Re: [Numpy-discussion] suggested change of behavior for interp

The simplest monotonicity test that I've seen is:
dx = np.diff(x) monotonic = np.all(dx < 0.) or np.all(dx > 0.)
I expect that this is pretty fast, though I haven't tested it yet. If we want to make checking optional, then I think the default should be to check with the option to skip the check.
Jon
On Tue, Jun 4, 2013 at 9:03 PM, numpy-discussion-request@scipy.org wrote:
From: Eric Firing efiring@hawaii.edu To: numpy-discussion@scipy.org Cc: Date: Tue, 04 Jun 2013 15:08:29 -1000 Subject: Re: [Numpy-discussion] suggested change of behavior for interp On 2013/06/04 2:05 PM, Charles R Harris wrote:
On Tue, Jun 4, 2013 at 12:07 PM, Slavin, Jonathan <jslavin@cfa.harvard.edu <mailto:jslavin@cfa.harvard.**edujslavin@cfa.harvard.edu>> wrote:
Hi, I would like to suggest that the behavior of numpy.interp be changed regarding treatment of situations in which the x-coordinates are not monotonically increasing. Specifically, it seems to me that interp should work correctly when the x-coordinate is decreasing monotonically. Clearly it cannot work if the x-coordinate is not monotonic, but in that case it should raise an exception. Currently if x is not increasing it simply silently fails, providing incorrect values.
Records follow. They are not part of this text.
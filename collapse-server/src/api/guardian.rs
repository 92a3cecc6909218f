//! GuardianService - anchors and defeat reports
//!
//! Endpoints:
//! - POST /tower.GuardianService/RegisterAnchor
//! - POST /tower.GuardianService/RegisterMarker
//! - POST /tower.GuardianService/ReportDefeat

use axum::{extract::State, routing::post, Json, Router};
use collapse_core::service::{DefeatOutcome, DefeatSource};
use collapse_core::state::StructureKey;
use serde::{Deserialize, Serialize};
use uuid::Uuid;

use super::{check_anchor_y, ApiState};

pub fn routes() -> Router<ApiState> {
    Router::new()
        .route("/tower.GuardianService/RegisterAnchor", post(register_anchor))
        .route("/tower.GuardianService/RegisterMarker", post(register_marker))
        .route("/tower.GuardianService/ReportDefeat", post(report_defeat))
}

// ============================================================================
// Request/Response Types
// ============================================================================

#[derive(Deserialize)]
pub struct RegisterAnchorRequest {
    pub world_id: String,
    pub entity_id: u64,
    /// Defaults to the guardian's current position
    pub anchor: Option<[f64; 3]>,
}

#[derive(Deserialize)]
pub struct RegisterMarkerRequest {
    pub world_id: String,
    pub marker_uuid: Uuid,
    pub anchor: [f64; 3],
}

#[derive(Serialize)]
pub struct AnchorResponse {
    pub success: bool,
    pub anchor: Option<StructureKey>,
    pub error: Option<String>,
}

#[derive(Deserialize)]
pub struct ReportDefeatRequest {
    pub world_id: String,
    pub entity_id: u64,
    pub source: DefeatSource,
}

#[derive(Serialize)]
pub struct ReportDefeatResponse {
    pub success: bool,
    pub outcome: Option<DefeatOutcome>,
    pub error: Option<String>,
}

// ============================================================================
// Handlers
// ============================================================================

async fn register_anchor(
    State(state): State<ApiState>,
    Json(req): Json<RegisterAnchorRequest>,
) -> Json<AnchorResponse> {
    if let Some(Err(e)) = req.anchor.map(|a| check_anchor_y(a[1])) {
        return Json(anchor_error(e));
    }
    let entity_id = req.entity_id;
    let found = state
        .with_world(&req.world_id, move |w| {
            let identity = w.guardian_identity(entity_id)?;
            let (type_id, position) = w.creature(entity_id)?;
            Some((identity, type_id, position))
        })
        .await;

    let (identity, type_id, position) = match found {
        Ok(Some(found)) => found,
        Ok(None) => return Json(anchor_error(format!("no creature with id {entity_id}"))),
        Err(e) => return Json(anchor_error(e)),
    };
    match state
        .service
        .register_anchor(&identity, &type_id, req.anchor.unwrap_or(position))
    {
        Some(key) => Json(AnchorResponse {
            success: true,
            anchor: Some(key),
            error: None,
        }),
        None => Json(anchor_error(format!("{type_id} is not a tower guardian"))),
    }
}

async fn register_marker(
    State(state): State<ApiState>,
    Json(req): Json<RegisterMarkerRequest>,
) -> Json<AnchorResponse> {
    if state.worlds.get(&req.world_id).is_none() {
        return Json(anchor_error(format!("unknown world: {}", req.world_id)));
    }
    if let Err(e) = check_anchor_y(req.anchor[1]) {
        return Json(anchor_error(e));
    }
    let key = state
        .service
        .register_marker_anchor(&req.world_id, req.marker_uuid, req.anchor);
    Json(AnchorResponse {
        success: true,
        anchor: Some(key),
        error: None,
    })
}

fn anchor_error(error: String) -> AnchorResponse {
    AnchorResponse {
        success: false,
        anchor: None,
        error: Some(error),
    }
}

/// Death reports remove the creature; scans and removal events only observe it
async fn report_defeat(
    State(state): State<ApiState>,
    Json(req): Json<ReportDefeatRequest>,
) -> Json<ReportDefeatResponse> {
    let entity_id = req.entity_id;
    let source = req.source;
    let found = state
        .with_world(&req.world_id, move |w| match source {
            DefeatSource::Death => w.defeat(entity_id),
            DefeatSource::Removal | DefeatSource::PeriodicScan => w.observe(entity_id),
        })
        .await;

    match found {
        Ok(Some(report)) => {
            let outcome = state.service.on_guardian_defeated(
                &report.identity,
                report.position,
                &report.type_id,
                source,
            );
            Json(ReportDefeatResponse {
                success: true,
                outcome: Some(outcome),
                error: None,
            })
        }
        Ok(None) => Json(ReportDefeatResponse {
            success: false,
            outcome: None,
            error: Some(format!("no creature with id {entity_id}")),
        }),
        Err(e) => Json(ReportDefeatResponse {
            success: false,
            outcome: None,
            error: Some(e),
        }),
    }
}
This fix could be as simple as a monotonicity test and inversion if necessary (plus a raise statement for non-monotonic
cases).
Seems reasonable, although it might add a bit of execution time.
The monotonicity test should be an option if it is available at all; when interpolating a small number of points from a large pair of arrays, the single sweep through the whole array could dominate the execution time. Checking for increasing versus decreasing, in contrast, can be done fast, so handling the decreasing case transparently is reasonable.
Eric
________________________________________________________ Jonathan D. Slavin Harvard-Smithsonian CfA jslavin@cfa.harvard.edu 60 Garden Street, MS 83 phone: (617) 496-7981 Cambridge, MA 02138-1516 fax: (617) 496-7577 USA ________________________________________________________

On Wed, Jun 5, 2013 at 3:16 PM, Slavin, Jonathan jslavin@cfa.harvard.edu wrote:
The simplest monotonicity test that I've seen is:
dx = np.diff(x) monotonic = np.all(dx < 0.) or np.all(dx > 0.)
I expect that this is pretty fast, though I haven't tested it yet. If we want to make checking optional, then I think the default should be to check with the option to skip the check.
The slow down people are worried about is, suppose that 'xp' has 1,000,000 entries, and the user wants to interpolate 1 point. If we can assume the array is sorted, then we can find which bin the 1 point falls into by using binary search (np.searchsorted), which will require examining ~log2(1,000,000) = 20 entries in the array. Checking that it's sorted, though, will require examining all 1,000,000 points -- it turns an O(log n) operation into an O(n) operation. And if this is being called as part of some larger algorithm, this effect can cascade -- if it gets called m times from a loop, now that's O(mn) instead of (m log n), etc. That's often the difference between tractable and intractable.
If you submit a PR that gives interp the option to check for monotonicity, then we'll almost certainly merge it :-). If you also make it the default then there might be some debate, though I'd argue for it...
Whether interp should accept descending inputs is a separate issue and probably more contentious; I'm weakly against it myself, as unnecessary magic when you can just say np.interp(x, xp[::-1], fp[::-1]).
-n

On 05.06.2013 16:33, Nathaniel Smith wrote:
On Wed, Jun 5, 2013 at 3:16 PM, Slavin, Jonathan jslavin@cfa.harvard.edu wrote:
The simplest monotonicity test that I've seen is:
dx = np.diff(x) monotonic = np.all(dx < 0.) or np.all(dx > 0.)
I expect that this is pretty fast, though I haven't tested it yet. If we want to make checking optional, then I think the default should be to check with the option to skip the check.
The slow down people are worried about is, suppose that 'xp' has 1,000,000 entries, and the user wants to interpolate 1 point. If we can assume the array is sorted, then we can find which bin the 1 point falls into by using binary search (np.searchsorted), which will require examining ~log2(1,000,000) = 20 entries in the array. Checking that it's sorted, though, will require examining all 1,000,000 points -- it turns an O(log n) operation into an O(n) operation. And if this is being called as part of some larger algorithm, this effect can cascade -- if it gets called m times from a loop, now that's O(mn) instead of (m log n), etc. That's often the difference between tractable and intractable.
If you submit a PR that gives interp the option to check for monotonicity, then we'll almost certainly merge it :-). If you also make it the default then there might be some debate, though I'd argue for it...
I would not like it when the performance goes from log to linear by default. It is documented that the coordinates must be increasing after all.
How about as a compromise the function checks one or two closest neighbors around the interpolation point and warns/errors if those are not monotonic.
Its not fool proof but should at least catch the very wrong cases with an acceptable performance loss.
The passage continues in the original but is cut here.